London’s web and software developers got a major boost today – one that will see them able to create all sorts of exciting apps to improve life in the UK’s capital.
London Mayor Boris Johnson today announced the launch of a scheme to make the capital Britain’s first ‘Open Data’ city. The London Datastore will make available for the first time a wide range of data about the city. The data will be open for all to use for free in Google Docs format.
Data to be opened up includes crime rates, planning decisions, road traffic accidents, house prices and much more. This is an almighty gift to developers who have long bemoaned the way data about public life is kept under lock and key. The full list of datasets available at launch on 29 January 2010 can be found here.
The data will allow all sorts of new apps to be created. Imagine an app that plots your route home via the statistically safest areas, for example.
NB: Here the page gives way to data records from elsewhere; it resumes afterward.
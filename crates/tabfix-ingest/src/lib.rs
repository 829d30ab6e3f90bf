//! Export file ingestion.
//!
//! This crate turns the files handed to a run into [`RawGrid`]s. Nothing here
//! interprets headers or dates; that is the job of `tabfix-transform`.
//!
//! # Features
//!
//! - **Delimited text**: `.csv`, `.txt` (comma) and `.tsv` (tab), UTF-8 or BOM-marked UTF-16
//! - **Spreadsheets**: `.xlsx`, `.xlsm`, `.xlsb`, `.xls`, `.ods`; first sheet, native cell types kept
//! - **Discovery**: expand directories into the supported files they contain
//!
//! # Example
//!
//! ```ignore
//! use std::path::PathBuf;
//! use tabfix_ingest::{discover_files, read_grid};
//!
//! let discovery = discover_files(&[PathBuf::from("exports")]);
//! for file in &discovery.files {
//!     let grid = read_grid(&file.path)?;
//!     println!("{}: {} rows", file.name, grid.len());
//! }
//! ```
//!
//! [`RawGrid`]: tabfix_model::RawGrid

mod delimited;
mod discovery;
mod error;
mod source;
mod xlsx;

// === Error Types ===
pub use error::{IngestError, Result};

// === Readers ===
pub use delimited::{decode_text, read_delimited, read_delimited_bytes};
pub use source::{SourceKind, read_grid};
pub use xlsx::read_spreadsheet;

// === File Discovery ===
pub use discovery::{DiscoveredFile, Discovery, RejectedInput, discover_files};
Indeed, to kickstart innovation based on the data Channel 4’s VC arm 4iP is offering up to £200,000 in total to two companies or individuals with an outstanding idea for a product or application that uses information from the Datastore.
The announcement follows a recent central government move to open up the UK’s mapping and post code data without charge for the first time.
The Open Data movement
The Open Data movement began to come to prominence last year. San Francisco opened up its data with the DataSF project and the US government opened up some centrally held data with data.gov, Many other cities across the US and Canada have made moves towards opening up.
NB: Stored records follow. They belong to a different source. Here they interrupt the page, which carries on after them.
//! Byte-to-text decoding for delimited exports.

use std::path::Path;

use encoding_rs::{Encoding, UTF_8};

use crate::error::{IngestError, Result};

/// Decodes file bytes to UTF-8 text.
///
/// A byte-order mark selects the encoding (UTF-8, UTF-16 LE/BE) and is
/// stripped; without one the bytes must be valid UTF-8.
pub fn decode_text(bytes: &[u8], path: &Path) -> Result<String> {
    let encoding = Encoding::for_bom(bytes).map_or(UTF_8, |(encoding, _)| encoding);
    let (text, used, had_errors) = encoding.decode(bytes);
    if had_errors {
        return Err(IngestError::UnsupportedEncoding {
            path: path.to_path_buf(),
            encoding: used.name(),
        });
    }
    tracing::trace!(path = %path.display(), encoding = used.name(), "decoded text");
    Ok(text.into_owned())
}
Manchester snapping at London’s heels
London is the first UK city to achieve truly open data but a northern upstart is snapping at its heels. Drew Hemment and Julian Tait of FuturEverything are pushing to open up Manchester’s public data.
Julian tells me that the Manchester approach is a little different to London’s. “We are looking at creating an openData ecology where city wide datasets are opened up benefiting the dev community and the citizens of Manchester alike by encouraging developers to create novel and innovative applications to enable people to make informed choices”.
The Manchester team is currently bidding for funding for their project and it will be developed over the next 18 months.